More Rumblings at Roland Garros – Gilbert Ysern has once again reiterated the fact that the French Open may not only have to move away from the Roland Garros site, but from the city of Paris itself. The reason for the move is the current inability of the FFT to enact site upgrades, such as the construction of a retractable roof, due to opposition from the public, primarily environmentalists. Some predict this will all blow over, that there’s little chance of the move. They feel that the public will cave, as they can’t imagine the second major of the year being played anywhere but Roland Garros. I’ve got my fingers crossed that a compromise can be reached so that fans around the world can continue to enjoy springtime in Paris.

A Split Decision – Politics once again has the opportunity to influence an upcoming Davis Cup tie, as Serbia is set to take on host Croatia in the city of Split. The Serbian coach, Bogdan Obradovic had requested that the tie be played in the capital Zagreb, as he felt it would be less nationalistic than Split. I’m with the ITF on denying the request, especially given the significance of Split to Croatian tennis as the hometown of local hero Goran Ivanisevic.
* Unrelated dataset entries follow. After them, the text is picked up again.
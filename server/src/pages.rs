use include_dir::{include_dir, Dir};

static PAGES: Dir<'_> = include_dir!("$CARGO_MANIFEST_DIR/pages");

pub(crate) const START_PAGE: &str = "home";

// Last resort when the page store itself is broken.
const SERVER_ERROR_HTML: &str =
    "<div class=\"page\" data-page=\"error\"><h1>SERVER ERROR!</h1></div>";

/// Server-rendered markup for a screen. Unknown names resolve to the error
/// page so a wrong page request still leaves the client on something usable.
pub(crate) fn page_html(name: &str) -> &'static str {
    match lookup(name) {
        Some(html) => html,
        None => {
            tracing::warn!("unknown page '{}'", name);
            lookup("error").unwrap_or(SERVER_ERROR_HTML)
        }
    }
}

fn lookup(name: &str) -> Option<&'static str> {
    PAGES.get_file(format!("{}.html", name))?.contents_utf8()
}

#[cfg(test)]
mod test {
    use super::*;

    #[test]
    pub fn start_page_exists() {
        assert!(page_html(START_PAGE).contains("data-page=\"home\""));
    }

    #[test]
    pub fn unknown_page_falls_back_to_error_page() {
        assert!(page_html("no-such-page").contains("data-page=\"error\""));
    }

    #[test]
    pub fn every_page_names_itself() {
        for file in PAGES.files() {
            let name = file
                .path()
                .file_stem()
                .and_then(|stem| stem.to_str())
                .unwrap();
            let html = file.contents_utf8().unwrap();
            assert!(
                html.contains(&format!("data-page=\"{}\"", name)),
                "page '{}' does not carry its own name",
                name
            );
        }
    }
}
use std::future::Future;
use tokio::signal::unix::{signal, Signal, SignalKind};

/// Resolves once SIGINT (Ctrl+C) or SIGTERM is received.
///
/// Handlers are installed when this is called, not when the future is first
/// polled, so a signal arriving before the server starts is not lost.
pub fn shutdown_signal() -> impl Future<Output = ()> {
    let interrupt = install(SignalKind::interrupt(), "SIGINT");
    let terminate = install(SignalKind::terminate(), "SIGTERM");

    async move {
        tokio::select! {
            _ = recv(interrupt) => tracing::info!("Received SIGINT, shutting down HTTP server"),
            _ = recv(terminate) => tracing::info!("Received SIGTERM, shutting down HTTP server"),
        }
    }
}

fn install(kind: SignalKind, name: &str) -> Option<Signal> {
    match signal(kind) {
        Ok(stream) => Some(stream),
        Err(e) => {
            tracing::error!("Failed to install {} handler: {}", name, e);
            None
        }
    }
}

async fn recv(stream: Option<Signal>) {
    match stream {
        Some(mut stream) => {
            stream.recv().await;
        }
        None => std::future::pending::<()>().await,
    }
}

#[cfg(test)]
mod tests {
    use super::*;
    use crate::config::ScriptConfig;
    use crate::engine::server::{router, AppState};
    use crate::launcher::{self, ScriptMonitor, ScriptState};
    use nix::sys::signal::{raise, Signal as NixSignal};
    use std::path::PathBuf;
    use std::sync::Arc;
    use std::time::Duration;

    #[tokio::test]
    async fn test_sigterm_closes_listener_then_stops_script() {
        let dir = tempfile::tempdir().unwrap();
        let script = dir.path().join("start.sh");
        std::fs::write(&script, "echo up\nsleep 30\n").unwrap();

        let config = ScriptConfig {
            path: script,
            interpreter: "sh".to_string(),
            env_file: None,
            stop_grace_secs: 2,
            ..Default::default()
        };
        let monitor = Arc::new(ScriptMonitor::new(&config.label(), config.log_capacity));
        let launch = launcher::launch(config, Arc::clone(&monitor));

        let state = Arc::new(AppState {
            landing_message: "Hello world!".to_string(),
            subscription_path: PathBuf::from("/nonexistent/sub.txt"),
            monitor: Arc::clone(&monitor),
        });
        let listener = tokio::net::TcpListener::bind("127.0.0.1:0").await.unwrap();
        let addr = listener.local_addr().unwrap();

        let shutdown = shutdown_signal();
        let server = tokio::spawn(async move {
            axum::serve(listener, router(state))
                .with_graceful_shutdown(shutdown)
                .await
        });

        let resp = reqwest::get(format!("http://{}/", addr)).await.unwrap();
        assert_eq!(resp.status(), reqwest::StatusCode::OK);
        assert_eq!(resp.text().await.unwrap(), "Hello world!");

        for _ in 0..100 {
            if matches!(monitor.snapshot().await.state, ScriptState::Running { .. }) {
                break;
            }
            tokio::time::sleep(Duration::from_millis(20)).await;
        }

        raise(NixSignal::SIGTERM).unwrap();

        tokio::time::timeout(Duration::from_secs(10), server)
            .await
            .expect("server should stop after SIGTERM")
            .unwrap()
            .unwrap();
        assert!(
            tokio::net::TcpStream::connect(addr).await.is_err(),
            "listener should be closed"
        );

        tokio::time::timeout(Duration::from_secs(10), launch.shutdown())
            .await
            .expect("script shutdown should not hang");
        assert!(matches!(
            monitor.snapshot().await.state,
            ScriptState::Exited { .. }
        ));
    }
}
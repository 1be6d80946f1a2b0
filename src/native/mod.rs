pub mod file;
pub mod process;
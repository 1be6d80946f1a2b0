use nix::sys::signal::{killpg, Signal};
use nix::unistd::Pid;
use std::path::Path;
use std::process::Stdio;
use tokio::io::{AsyncBufRead, AsyncBufReadExt};
use tokio::process::{Child, Command};

use crate::config::ScriptConfig;

/// Spawn the script at `script` with piped stdout/stderr.
///
/// `script` should be absolute (see [`ScriptConfig::resolve_path`]): a bare
/// name would be looked up on `PATH` when executed directly. The child
/// inherits our environment with `env` layered on top and leads its own
/// process group, so [`signal_group`] also reaches anything it forks.
pub fn spawn_script(
    config: &ScriptConfig,
    script: &Path,
    env: &[(String, String)],
) -> anyhow::Result<Child> {
    let mut command = if config.interpreter.is_empty() {
        Command::new(script)
    } else {
        let mut c = Command::new(&config.interpreter);
        c.arg(script);
        c
    };

    command
        .args(&config.args)
        .envs(env.iter().map(|(k, v)| (k.as_str(), v.as_str())))
        .stdin(Stdio::null())
        .stdout(Stdio::piped())
        .stderr(Stdio::piped())
        .process_group(0);

    if let Some(dir) = &config.workdir {
        command.current_dir(dir);
    }

    command
        .spawn()
        .map_err(|e| anyhow::anyhow!("spawn {} failed: {}", script.display(), e))
}

/// Send SIGTERM, or SIGKILL when `force`, to the process group led by `pid`.
pub fn signal_group(pid: u32, force: bool) -> anyhow::Result<()> {
    let signal = if force { Signal::SIGKILL } else { Signal::SIGTERM };
    let raw = i32::try_from(pid).map_err(|_| anyhow::anyhow!("Invalid PID: {}", pid))?;
    if raw <= 0 {
        anyhow::bail!("Invalid PID: {}", pid);
    }
    killpg(Pid::from_raw(raw), signal)
        .map_err(|e| anyhow::anyhow!("killpg({}, {:?}) failed: {}", pid, signal, e))
}

/// Read one line, without its terminator, replacing invalid UTF-8.
/// Returns `None` at end of stream.
pub async fn read_line_lossy<R>(reader: &mut R, buf: &mut Vec<u8>) -> std::io::Result<Option<String>>
where
    R: AsyncBufRead + Unpin,
{
    buf.clear();
    if reader.read_until(b'\n', buf).await? == 0 {
        return Ok(None);
    }
    if buf.last() == Some(&b'\n') {
        buf.pop();
        if buf.last() == Some(&b'\r') {
            buf.pop();
        }
    }
    Ok(Some(String::from_utf8_lossy(buf).into_owned()))
}
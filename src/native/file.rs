use std::os::unix::fs::PermissionsExt;
use std::path::Path;

/// Set the permission bits of `path` to `mode`.
pub async fn grant_execute(path: &Path, mode: u32) -> anyhow::Result<()> {
    // Only the lower 12 bits are valid permission bits
    let mode_bits = mode & 0o7777;
    let target = path.to_path_buf();
    tokio::task::spawn_blocking(move || {
        let perms = std::fs::Permissions::from_mode(mode_bits);
        std::fs::set_permissions(&target, perms)
            .map_err(|e| anyhow::anyhow!("chmod {:o} {} failed: {}", mode_bits, target.display(), e))
    })
    .await??;
    Ok(())
}

pub async fn read_text(path: &Path) -> anyhow::Result<String> {
    tokio::fs::read_to_string(path)
        .await
        .map_err(|e| anyhow::anyhow!("Failed to read {}: {}", path.display(), e))
}

/// Read `KEY=VALUE` pairs from an env file. A missing file yields no pairs.
pub async fn load_env_file(path: &Path) -> anyhow::Result<Vec<(String, String)>> {
    match tokio::fs::read_to_string(path).await {
        Ok(content) => Ok(parse_env(&content)),
        Err(e) if e.kind() == std::io::ErrorKind::NotFound => Ok(Vec::new()),
        Err(e) => anyhow::bail!("Failed to read env file {}: {}", path.display(), e),
    }
}

fn parse_env(content: &str) -> Vec<(String, String)> {
    content
        .lines()
        .map(str::trim)
        .filter(|line| !line.is_empty() && !line.starts_with('#'))
        .filter_map(|line| {
            let (key, value) = line.split_once('=')?;
            let key = key.trim();
            if key.is_empty() {
                return None;
            }
            Some((key.to_string(), value.to_string()))
        })
        .collect()
}

#[cfg(test)]
mod tests {
    use super::*;

    #[tokio::test]
    async fn test_grant_execute_sets_mode() {
        let file = tempfile::NamedTempFile::new().unwrap();
        grant_execute(file.path(), 0o755).await.unwrap();

        let mode = std::fs::metadata(file.path()).unwrap().permissions().mode();
        assert_eq!(mode & 0o777, 0o755);
    }

    #[tokio::test]
    async fn test_grant_execute_masks_high_bits() {
        let file = tempfile::NamedTempFile::new().unwrap();
        grant_execute(file.path(), 0o170_700).await.unwrap();

        let mode = std::fs::metadata(file.path()).unwrap().permissions().mode();
        assert_eq!(mode & 0o7777, 0o700);
    }

    #[tokio::test]
    async fn test_grant_execute_missing_file() {
        let result = grant_execute(Path::new("/nonexistent/start.sh"), 0o777).await;
        assert!(result.is_err(), "chmod on a missing path should fail");
    }

    #[tokio::test]
    async fn test_read_text() {
        let dir = tempfile::tempdir().unwrap();
        let path = dir.path().join("sub.txt");
        std::fs::write(&path, "line one\nline two\n").unwrap();

        let content = read_text(&path).await.unwrap();
        assert_eq!(content, "line one\nline two\n");
    }

    #[tokio::test]
    async fn test_read_text_missing() {
        let result = read_text(Path::new("/nonexistent/sub.txt")).await;
        assert!(result.is_err());
    }

    #[tokio::test]
    async fn test_read_text_rejects_invalid_utf8() {
        let dir = tempfile::tempdir().unwrap();
        let path = dir.path().join("binary");
        std::fs::write(&path, [0xff, 0xfe, 0x00]).unwrap();

        assert!(read_text(&path).await.is_err());
    }

    #[test]
    fn test_parse_env() {
        let content = "\n# comment\nPORT=3000\n  NAME = node \nURL=http://x/?a=b\nnoequals\n=orphan\n";
        let pairs = parse_env(content);
        assert_eq!(
            pairs,
            vec![
                ("PORT".to_string(), "3000".to_string()),
                ("NAME".to_string(), " node".to_string()),
                ("URL".to_string(), "http://x/?a=b".to_string()),
            ]
        );
    }

    #[tokio::test]
    async fn test_load_env_file_missing_is_empty() {
        let pairs = load_env_file(Path::new("/nonexistent/.env")).await.unwrap();
        assert!(pairs.is_empty());
    }
}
That said, I’m not Serbian, nor am I Croatian. I can’t fathom the levels of tension that may exist, but I have seen players from both nations making great strides to get along and set an example. While this could potentially be ugly, this may also be a viewed as a golden opportunity. This is a chance for tennis to set politics aside and perhaps through sport, start mending fences between two nations.

Hewitt Headed to Houston – Aussie Lleyton Hewitt has announced that he will be making his return to the ATP World Tour earlier than expected at the clay court event in Houston.  Bouncing back from a second hip surgery will be difficult, but Houston is the perfect place to test the waters. The soft clay coupled with a middle-of-the-road field should give Hewitt the opportunity to ease back into competition. And with guys such as Ivan Ljubicic and Juan Carlos Ferrero mounting their own comebacks in the latter years of their careers, there’s no reason two-time Grand Slam champion and former No. 1 Lleyton Hewitt shouldn’t expect he can do the same.

Tiger Tim Ready to Return – Well, he wasn’t ready to sit in the captain’s seat of the British Davis Cup team, but Tim Henman, still one of the most popular figures in British sports, has stated that he is ready to consider making a return to competitive tennis. He’ll play his first event at the AEGON Masters in London at the end of the season. Having reached a career high of No. 4 and one of the best serve-and-volleyers in his day, Henman was always a crowd favorite and will undoubtedly be a welcomed presence to the tour. I for one hope everything pans out, and that as Henman said, the AEGON Masters is the “first event of many for me on the ATP Champions Tour.”